(Extracted data entries)
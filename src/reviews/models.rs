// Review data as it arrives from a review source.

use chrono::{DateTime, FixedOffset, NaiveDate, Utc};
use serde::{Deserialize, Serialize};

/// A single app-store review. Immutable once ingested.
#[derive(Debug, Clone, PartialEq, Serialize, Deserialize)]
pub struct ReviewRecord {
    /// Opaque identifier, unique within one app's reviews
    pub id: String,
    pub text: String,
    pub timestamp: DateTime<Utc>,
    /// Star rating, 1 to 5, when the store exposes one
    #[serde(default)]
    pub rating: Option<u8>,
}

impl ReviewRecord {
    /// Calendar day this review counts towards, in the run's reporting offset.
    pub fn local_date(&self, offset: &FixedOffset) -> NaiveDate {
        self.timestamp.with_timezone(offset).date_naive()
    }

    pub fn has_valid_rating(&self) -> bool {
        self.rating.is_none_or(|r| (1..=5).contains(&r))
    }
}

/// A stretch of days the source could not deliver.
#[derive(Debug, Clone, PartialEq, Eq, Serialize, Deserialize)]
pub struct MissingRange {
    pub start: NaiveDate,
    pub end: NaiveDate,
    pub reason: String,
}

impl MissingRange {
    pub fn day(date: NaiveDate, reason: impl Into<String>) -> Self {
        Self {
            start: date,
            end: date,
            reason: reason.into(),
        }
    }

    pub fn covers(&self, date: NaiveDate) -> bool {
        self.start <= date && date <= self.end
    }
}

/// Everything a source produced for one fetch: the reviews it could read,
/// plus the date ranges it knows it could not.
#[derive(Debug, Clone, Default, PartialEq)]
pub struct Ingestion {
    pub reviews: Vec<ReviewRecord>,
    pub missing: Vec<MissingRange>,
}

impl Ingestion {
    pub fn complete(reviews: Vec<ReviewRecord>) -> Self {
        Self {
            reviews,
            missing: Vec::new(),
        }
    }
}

==

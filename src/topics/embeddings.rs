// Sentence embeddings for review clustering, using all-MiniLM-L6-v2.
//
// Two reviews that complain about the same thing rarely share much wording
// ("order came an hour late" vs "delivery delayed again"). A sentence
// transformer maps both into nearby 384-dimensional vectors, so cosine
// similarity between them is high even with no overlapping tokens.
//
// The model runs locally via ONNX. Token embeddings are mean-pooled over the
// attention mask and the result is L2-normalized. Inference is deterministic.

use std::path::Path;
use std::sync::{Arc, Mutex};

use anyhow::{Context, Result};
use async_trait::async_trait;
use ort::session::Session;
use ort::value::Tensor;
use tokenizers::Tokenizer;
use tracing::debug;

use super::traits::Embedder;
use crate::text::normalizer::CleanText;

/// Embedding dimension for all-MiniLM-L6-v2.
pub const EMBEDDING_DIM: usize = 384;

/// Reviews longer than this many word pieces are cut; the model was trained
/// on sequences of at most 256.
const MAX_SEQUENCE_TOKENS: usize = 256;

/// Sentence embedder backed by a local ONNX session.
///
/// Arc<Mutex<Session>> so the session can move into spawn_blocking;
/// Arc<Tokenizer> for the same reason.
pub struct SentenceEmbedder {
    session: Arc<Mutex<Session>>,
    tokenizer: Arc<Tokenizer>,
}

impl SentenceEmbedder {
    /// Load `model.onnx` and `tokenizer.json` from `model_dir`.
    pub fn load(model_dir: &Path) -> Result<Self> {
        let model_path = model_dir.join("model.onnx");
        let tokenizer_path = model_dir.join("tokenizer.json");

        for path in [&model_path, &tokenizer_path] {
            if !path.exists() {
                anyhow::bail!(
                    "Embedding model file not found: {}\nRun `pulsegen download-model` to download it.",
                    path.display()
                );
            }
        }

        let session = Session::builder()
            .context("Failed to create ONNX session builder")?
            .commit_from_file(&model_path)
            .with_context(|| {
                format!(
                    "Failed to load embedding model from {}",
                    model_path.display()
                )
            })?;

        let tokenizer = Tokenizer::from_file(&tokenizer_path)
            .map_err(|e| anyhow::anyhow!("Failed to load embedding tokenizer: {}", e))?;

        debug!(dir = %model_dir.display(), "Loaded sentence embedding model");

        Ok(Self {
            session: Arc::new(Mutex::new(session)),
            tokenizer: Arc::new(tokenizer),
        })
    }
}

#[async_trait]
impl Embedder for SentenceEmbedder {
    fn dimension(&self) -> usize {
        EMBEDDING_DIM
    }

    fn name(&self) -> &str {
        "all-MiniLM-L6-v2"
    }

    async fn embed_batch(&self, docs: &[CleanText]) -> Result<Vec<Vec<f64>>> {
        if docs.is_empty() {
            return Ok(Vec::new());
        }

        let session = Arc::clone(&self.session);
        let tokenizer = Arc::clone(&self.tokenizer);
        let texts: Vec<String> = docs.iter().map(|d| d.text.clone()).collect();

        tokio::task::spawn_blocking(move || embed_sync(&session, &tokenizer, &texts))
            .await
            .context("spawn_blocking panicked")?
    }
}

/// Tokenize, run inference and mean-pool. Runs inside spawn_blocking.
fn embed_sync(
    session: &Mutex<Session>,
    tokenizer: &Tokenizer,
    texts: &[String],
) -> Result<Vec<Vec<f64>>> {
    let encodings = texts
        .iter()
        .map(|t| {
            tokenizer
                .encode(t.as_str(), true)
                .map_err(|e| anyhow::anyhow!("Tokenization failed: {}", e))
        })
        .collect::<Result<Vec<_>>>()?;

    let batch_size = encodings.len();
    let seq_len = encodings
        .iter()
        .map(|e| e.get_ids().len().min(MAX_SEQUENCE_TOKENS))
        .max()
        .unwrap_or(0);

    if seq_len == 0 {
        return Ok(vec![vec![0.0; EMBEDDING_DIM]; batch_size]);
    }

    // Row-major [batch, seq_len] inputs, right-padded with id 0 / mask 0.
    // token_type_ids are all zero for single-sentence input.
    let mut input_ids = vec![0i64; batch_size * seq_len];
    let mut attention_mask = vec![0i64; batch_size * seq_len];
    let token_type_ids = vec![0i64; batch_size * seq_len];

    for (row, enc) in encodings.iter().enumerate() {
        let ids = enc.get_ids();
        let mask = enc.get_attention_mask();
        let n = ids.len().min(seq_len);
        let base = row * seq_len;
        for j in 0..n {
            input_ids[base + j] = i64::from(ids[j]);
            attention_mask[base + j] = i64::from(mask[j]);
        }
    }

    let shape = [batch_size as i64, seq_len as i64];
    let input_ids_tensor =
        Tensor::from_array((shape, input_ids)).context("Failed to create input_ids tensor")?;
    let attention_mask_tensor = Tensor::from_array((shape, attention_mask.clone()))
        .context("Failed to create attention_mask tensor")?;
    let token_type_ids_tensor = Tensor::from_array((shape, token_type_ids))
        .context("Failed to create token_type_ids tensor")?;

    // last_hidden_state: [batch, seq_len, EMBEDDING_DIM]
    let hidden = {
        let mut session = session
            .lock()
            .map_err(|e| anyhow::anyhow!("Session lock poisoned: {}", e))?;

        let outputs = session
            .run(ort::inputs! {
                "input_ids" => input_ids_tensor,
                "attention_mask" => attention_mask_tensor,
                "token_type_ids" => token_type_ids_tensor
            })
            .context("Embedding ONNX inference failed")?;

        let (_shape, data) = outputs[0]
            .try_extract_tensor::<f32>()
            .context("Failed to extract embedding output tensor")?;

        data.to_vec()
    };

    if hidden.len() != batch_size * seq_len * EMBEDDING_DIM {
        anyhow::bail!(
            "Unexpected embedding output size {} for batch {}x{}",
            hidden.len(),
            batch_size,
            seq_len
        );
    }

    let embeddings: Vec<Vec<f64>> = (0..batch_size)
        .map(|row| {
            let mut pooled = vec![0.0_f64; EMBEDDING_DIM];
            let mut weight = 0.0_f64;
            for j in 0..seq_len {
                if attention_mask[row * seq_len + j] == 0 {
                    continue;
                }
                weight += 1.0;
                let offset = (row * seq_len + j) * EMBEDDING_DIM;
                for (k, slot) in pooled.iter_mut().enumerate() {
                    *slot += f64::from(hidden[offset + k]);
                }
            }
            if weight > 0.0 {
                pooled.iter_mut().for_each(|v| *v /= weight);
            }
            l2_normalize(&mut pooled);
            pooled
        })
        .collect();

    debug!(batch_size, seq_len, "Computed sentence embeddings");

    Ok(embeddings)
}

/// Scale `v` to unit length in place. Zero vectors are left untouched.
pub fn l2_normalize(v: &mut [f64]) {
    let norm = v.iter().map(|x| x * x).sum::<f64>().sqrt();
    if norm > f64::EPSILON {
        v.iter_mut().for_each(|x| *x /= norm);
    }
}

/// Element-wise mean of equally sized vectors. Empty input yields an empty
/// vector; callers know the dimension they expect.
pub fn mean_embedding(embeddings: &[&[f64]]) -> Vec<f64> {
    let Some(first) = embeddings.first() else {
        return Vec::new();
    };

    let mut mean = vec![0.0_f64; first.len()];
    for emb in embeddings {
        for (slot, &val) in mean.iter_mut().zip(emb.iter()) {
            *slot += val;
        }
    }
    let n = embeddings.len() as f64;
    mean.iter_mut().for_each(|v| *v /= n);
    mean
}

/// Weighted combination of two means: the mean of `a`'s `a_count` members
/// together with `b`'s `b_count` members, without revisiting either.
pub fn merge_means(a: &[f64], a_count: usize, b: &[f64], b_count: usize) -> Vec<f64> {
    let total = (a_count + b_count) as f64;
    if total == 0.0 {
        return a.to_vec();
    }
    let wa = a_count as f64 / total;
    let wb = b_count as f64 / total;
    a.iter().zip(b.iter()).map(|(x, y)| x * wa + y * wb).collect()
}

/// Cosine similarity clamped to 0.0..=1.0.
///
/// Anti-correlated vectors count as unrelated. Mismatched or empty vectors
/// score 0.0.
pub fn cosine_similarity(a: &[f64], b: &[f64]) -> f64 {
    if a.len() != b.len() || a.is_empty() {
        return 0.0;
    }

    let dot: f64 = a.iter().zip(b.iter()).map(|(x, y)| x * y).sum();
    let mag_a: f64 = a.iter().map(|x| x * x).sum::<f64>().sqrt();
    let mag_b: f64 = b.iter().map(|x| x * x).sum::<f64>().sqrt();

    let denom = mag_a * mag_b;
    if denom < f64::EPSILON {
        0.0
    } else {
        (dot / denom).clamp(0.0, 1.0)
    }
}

--

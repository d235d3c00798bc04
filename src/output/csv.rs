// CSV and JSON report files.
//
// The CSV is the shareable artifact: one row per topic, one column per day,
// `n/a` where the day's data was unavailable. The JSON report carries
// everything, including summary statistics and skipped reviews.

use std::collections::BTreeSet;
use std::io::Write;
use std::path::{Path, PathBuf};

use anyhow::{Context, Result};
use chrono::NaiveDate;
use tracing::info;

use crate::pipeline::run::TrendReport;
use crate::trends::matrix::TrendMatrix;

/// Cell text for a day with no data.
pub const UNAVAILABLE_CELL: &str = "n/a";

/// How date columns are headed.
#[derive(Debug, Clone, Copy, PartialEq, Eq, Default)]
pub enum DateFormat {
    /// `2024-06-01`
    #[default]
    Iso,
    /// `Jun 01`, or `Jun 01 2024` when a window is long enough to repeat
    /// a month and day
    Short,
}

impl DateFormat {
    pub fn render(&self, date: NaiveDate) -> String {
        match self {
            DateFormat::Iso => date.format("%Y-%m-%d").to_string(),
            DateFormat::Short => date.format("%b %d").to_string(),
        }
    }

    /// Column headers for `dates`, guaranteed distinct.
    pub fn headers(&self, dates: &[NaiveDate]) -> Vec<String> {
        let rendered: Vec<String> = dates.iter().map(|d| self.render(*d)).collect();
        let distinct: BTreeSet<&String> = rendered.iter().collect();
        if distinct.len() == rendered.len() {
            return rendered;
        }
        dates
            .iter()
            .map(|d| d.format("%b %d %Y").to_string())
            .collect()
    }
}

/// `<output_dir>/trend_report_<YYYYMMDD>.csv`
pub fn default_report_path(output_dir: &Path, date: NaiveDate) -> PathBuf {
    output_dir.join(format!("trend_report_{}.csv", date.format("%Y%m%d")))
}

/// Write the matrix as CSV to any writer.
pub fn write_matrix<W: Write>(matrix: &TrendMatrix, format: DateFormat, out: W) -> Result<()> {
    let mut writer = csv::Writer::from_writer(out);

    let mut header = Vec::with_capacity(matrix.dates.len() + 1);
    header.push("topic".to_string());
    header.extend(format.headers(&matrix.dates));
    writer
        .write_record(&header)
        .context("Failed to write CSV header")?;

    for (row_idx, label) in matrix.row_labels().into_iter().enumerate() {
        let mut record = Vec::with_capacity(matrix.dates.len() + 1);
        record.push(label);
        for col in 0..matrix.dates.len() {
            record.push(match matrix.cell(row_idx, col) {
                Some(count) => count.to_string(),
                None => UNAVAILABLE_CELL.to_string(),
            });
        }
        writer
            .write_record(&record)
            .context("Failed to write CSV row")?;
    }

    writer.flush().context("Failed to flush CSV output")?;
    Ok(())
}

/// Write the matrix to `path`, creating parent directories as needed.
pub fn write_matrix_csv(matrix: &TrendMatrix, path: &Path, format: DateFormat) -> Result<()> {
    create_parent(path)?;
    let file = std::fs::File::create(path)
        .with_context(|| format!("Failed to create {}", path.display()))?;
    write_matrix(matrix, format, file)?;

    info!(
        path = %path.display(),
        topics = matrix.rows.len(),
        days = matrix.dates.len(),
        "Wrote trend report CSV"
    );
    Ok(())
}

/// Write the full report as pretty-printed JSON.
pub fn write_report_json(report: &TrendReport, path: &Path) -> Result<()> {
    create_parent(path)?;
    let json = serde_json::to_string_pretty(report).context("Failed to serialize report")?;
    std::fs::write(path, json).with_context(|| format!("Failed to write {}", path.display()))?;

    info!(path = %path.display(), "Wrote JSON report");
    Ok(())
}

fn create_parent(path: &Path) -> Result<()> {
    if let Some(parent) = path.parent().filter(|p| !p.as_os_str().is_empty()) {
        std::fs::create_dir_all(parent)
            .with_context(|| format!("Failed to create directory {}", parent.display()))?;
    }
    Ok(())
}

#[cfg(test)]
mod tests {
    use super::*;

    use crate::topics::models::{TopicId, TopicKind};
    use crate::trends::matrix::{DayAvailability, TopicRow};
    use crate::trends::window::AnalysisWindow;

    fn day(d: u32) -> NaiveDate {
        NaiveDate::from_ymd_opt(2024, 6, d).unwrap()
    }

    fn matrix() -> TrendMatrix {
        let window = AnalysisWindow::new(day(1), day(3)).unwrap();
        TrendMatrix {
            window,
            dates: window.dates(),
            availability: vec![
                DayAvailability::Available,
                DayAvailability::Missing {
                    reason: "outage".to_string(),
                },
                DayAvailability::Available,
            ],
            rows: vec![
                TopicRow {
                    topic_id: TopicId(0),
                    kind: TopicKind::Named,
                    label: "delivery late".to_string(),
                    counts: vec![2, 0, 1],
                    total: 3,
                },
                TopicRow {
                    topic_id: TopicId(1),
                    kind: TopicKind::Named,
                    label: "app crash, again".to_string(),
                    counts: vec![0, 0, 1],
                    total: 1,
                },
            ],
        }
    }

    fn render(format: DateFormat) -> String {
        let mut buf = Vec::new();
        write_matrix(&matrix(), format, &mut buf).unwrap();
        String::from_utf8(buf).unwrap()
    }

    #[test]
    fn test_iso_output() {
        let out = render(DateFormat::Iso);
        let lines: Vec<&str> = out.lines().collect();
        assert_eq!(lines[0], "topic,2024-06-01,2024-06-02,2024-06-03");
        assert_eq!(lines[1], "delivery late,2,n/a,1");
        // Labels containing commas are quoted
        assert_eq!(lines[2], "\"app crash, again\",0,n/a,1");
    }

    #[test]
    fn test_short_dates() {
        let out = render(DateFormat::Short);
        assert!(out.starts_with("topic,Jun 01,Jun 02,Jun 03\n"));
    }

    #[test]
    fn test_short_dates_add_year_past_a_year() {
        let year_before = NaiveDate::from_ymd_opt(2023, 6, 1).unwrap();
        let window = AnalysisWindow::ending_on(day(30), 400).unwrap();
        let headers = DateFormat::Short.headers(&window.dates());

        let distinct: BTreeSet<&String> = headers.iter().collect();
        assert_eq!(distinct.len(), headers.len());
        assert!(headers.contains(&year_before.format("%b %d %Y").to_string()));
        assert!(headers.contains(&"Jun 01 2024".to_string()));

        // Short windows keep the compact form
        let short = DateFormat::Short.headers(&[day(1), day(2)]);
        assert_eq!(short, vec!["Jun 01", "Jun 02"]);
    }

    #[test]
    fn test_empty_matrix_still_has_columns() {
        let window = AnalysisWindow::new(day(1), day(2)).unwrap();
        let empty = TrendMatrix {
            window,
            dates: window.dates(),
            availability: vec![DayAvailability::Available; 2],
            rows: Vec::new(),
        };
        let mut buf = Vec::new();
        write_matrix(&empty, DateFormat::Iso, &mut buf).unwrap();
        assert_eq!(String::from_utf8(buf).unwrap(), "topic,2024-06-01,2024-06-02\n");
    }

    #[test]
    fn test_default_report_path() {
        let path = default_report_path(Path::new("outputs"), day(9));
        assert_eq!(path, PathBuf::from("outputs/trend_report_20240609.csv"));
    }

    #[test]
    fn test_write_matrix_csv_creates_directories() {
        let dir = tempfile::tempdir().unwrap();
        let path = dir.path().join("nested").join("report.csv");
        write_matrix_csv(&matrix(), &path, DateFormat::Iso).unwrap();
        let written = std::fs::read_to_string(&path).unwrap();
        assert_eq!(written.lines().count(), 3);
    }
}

TASK TO CARRY OUT: Lines that contain "when" should be pulled from the entries above and reported.

ANSWER FOR THIS EXERCISE:
    /// Star rating, 1 to 5, when the store exposes one
    /// `Jun 01`, or `Jun 01 2024` when a window is long enough to repeat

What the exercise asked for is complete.